**Required action**
Starting with the first line and ending with the last, transcribe the data exactly.

:::::

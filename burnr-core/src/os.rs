//! Host operating system identification.

use std::fmt;
use std::str::FromStr;

use crate::error::{Error, Result};

/// The closed set of operating systems the library knows how to drive.
#[derive(Clone, Copy, Debug, PartialEq, Eq, Hash)]
pub enum OsKind {
    Linux,
    Windows,
    MacOs,
}

impl OsKind {
    /// Resolves the operating system identity for a session.
    ///
    /// An explicit `requested` value is returned verbatim without touching
    /// the host, which lets callers (and tests) pin the platform. Otherwise
    /// the host's platform identifier is probed and mapped onto the closed
    /// set.
    ///
    /// # Errors
    ///
    /// [`Error::UnsupportedOs`] if the host reports a platform outside the
    /// closed set, [`Error::OsDetectionFailed`] if it reports none at all.
    pub fn resolve(requested: Option<OsKind>) -> Result<OsKind> {
        match requested {
            Some(os) => Ok(os),
            None => Self::detect(),
        }
    }

    /// Probes the platform identifier reported by the standard library.
    fn detect() -> Result<OsKind> {
        match std::env::consts::OS {
            "linux" => Ok(OsKind::Linux),
            "windows" => Ok(OsKind::Windows),
            "macos" => Ok(OsKind::MacOs),
            "" => Err(Error::OsDetectionFailed),
            other => Err(Error::UnsupportedOs {
                name: other.to_string(),
            }),
        }
    }
}

impl fmt::Display for OsKind {
    fn fmt(&self, f: &mut fmt::Formatter<'_>) -> fmt::Result {
        f.write_str(match self {
            OsKind::Linux => "Linux",
            OsKind::Windows => "Windows",
            OsKind::MacOs => "macOS",
        })
    }
}

impl FromStr for OsKind {
    type Err = Error;

    /// Accepts the conventional spellings plus `Darwin`, the kernel
    /// identifier Apple platforms report from `uname`.
    fn from_str(s: &str) -> Result<OsKind> {
        match s {
            "linux" | "Linux" => Ok(OsKind::Linux),
            "windows" | "Windows" => Ok(OsKind::Windows),
            "macos" | "macOS" | "darwin" | "Darwin" => Ok(OsKind::MacOs),
            other => Err(Error::UnsupportedOs {
                name: other.to_string(),
            }),
        }
    }
}

#[cfg(test)]
mod tests {
    use super::*;

    #[test]
    fn explicit_override_skips_probing() {
        for os in [OsKind::Linux, OsKind::Windows, OsKind::MacOs] {
            assert_eq!(OsKind::resolve(Some(os)).unwrap(), os);
        }
    }

    #[test]
    fn host_platform_resolves() {
        // The test host is always one of the three supported platforms.
        assert!(OsKind::resolve(None).is_ok());
    }

    #[test]
    fn parses_conventional_spellings() {
        assert_eq!("linux".parse::<OsKind>().unwrap(), OsKind::Linux);
        assert_eq!("Windows".parse::<OsKind>().unwrap(), OsKind::Windows);
        assert_eq!("macOS".parse::<OsKind>().unwrap(), OsKind::MacOs);
        assert_eq!("Darwin".parse::<OsKind>().unwrap(), OsKind::MacOs);
        assert!(matches!(
            "beos".parse::<OsKind>(),
            Err(Error::UnsupportedOs { .. })
        ));
    }
}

:::::

**Output of the exercise**
filename burnr-core/src/os.rs
//! Host operating system identification.

use std::fmt;
use std::str::FromStr;

use crate::error::{Error, Result};

/// The closed set of operating systems the library knows how to drive.
#[derive(Clone, Copy, Debug, PartialEq, Eq, Hash)]
pub enum OsKind {
    Linux,
    Windows,
    MacOs,
}

impl OsKind {
    /// Resolves the operating system identity for a session.
    ///
    /// An explicit `requested` value is returned verbatim without touching
    /// the host, which lets callers (and tests) pin the platform. Otherwise
    /// the host's platform identifier is probed and mapped onto the closed
    /// set.
    ///
    /// # Errors
    ///
    /// [`Error::UnsupportedOs`] if the host reports a platform outside the
    /// closed set, [`Error::OsDetectionFailed`] if it reports none at all.
    pub fn resolve(requested: Option<OsKind>) -> Result<OsKind> {
        match requested {
            Some(os) => Ok(os),
            None => Self::detect(),
        }
    }

    /// Probes the platform identifier reported by the standard library.
    fn detect() -> Result<OsKind> {
        match std::env::consts::OS {
            "linux" => Ok(OsKind::Linux),
            "windows" => Ok(OsKind::Windows),
            "macos" => Ok(OsKind::MacOs),
            "" => Err(Error::OsDetectionFailed),
            other => Err(Error::UnsupportedOs {
                name: other.to_string(),
            }),
        }
    }
}

impl fmt::Display for OsKind {
    fn fmt(&self, f: &mut fmt::Formatter<'_>) -> fmt::Result {
        f.write_str(match self {
            OsKind::Linux => "Linux",
            OsKind::Windows => "Windows",
            OsKind::MacOs => "macOS",
        })
    }
}

impl FromStr for OsKind {
    type Err = Error;

    /// Accepts the conventional spellings plus `Darwin`, the kernel
    /// identifier Apple platforms report from `uname`.
    fn from_str(s: &str) -> Result<OsKind> {
        match s {
            "linux" | "Linux" => Ok(OsKind::Linux),
            "windows" | "Windows" => Ok(OsKind::Windows),
            "macos" | "macOS" | "darwin" | "Darwin" => Ok(OsKind::MacOs),
            other => Err(Error::UnsupportedOs {
                name: other.to_string(),
            }),
        }
    }
}

#[cfg(test)]
mod tests {
    use super::*;

    #[test]
    fn explicit_override_skips_probing() {
        for os in [OsKind::Linux, OsKind::Windows, OsKind::MacOs] {
            assert_eq!(OsKind::resolve(Some(os)).unwrap(), os);
        }
    }

    #[test]
    fn host_platform_resolves() {
        // The test host is always one of the three supported platforms.
        assert!(OsKind::resolve(None).is_ok());
    }

    #[test]
    fn parses_conventional_spellings() {
        assert_eq!("linux".parse::<OsKind>().unwrap(), OsKind::Linux);
        assert_eq!("Windows".parse::<OsKind>().unwrap(), OsKind::Windows);
        assert_eq!("macOS".parse::<OsKind>().unwrap(), OsKind::MacOs);
        assert_eq!("Darwin".parse::<OsKind>().unwrap(), OsKind::MacOs);
        assert!(matches!(
            "beos".parse::<OsKind>(),
            Err(Error::UnsupportedOs { .. })
        ));
    }
}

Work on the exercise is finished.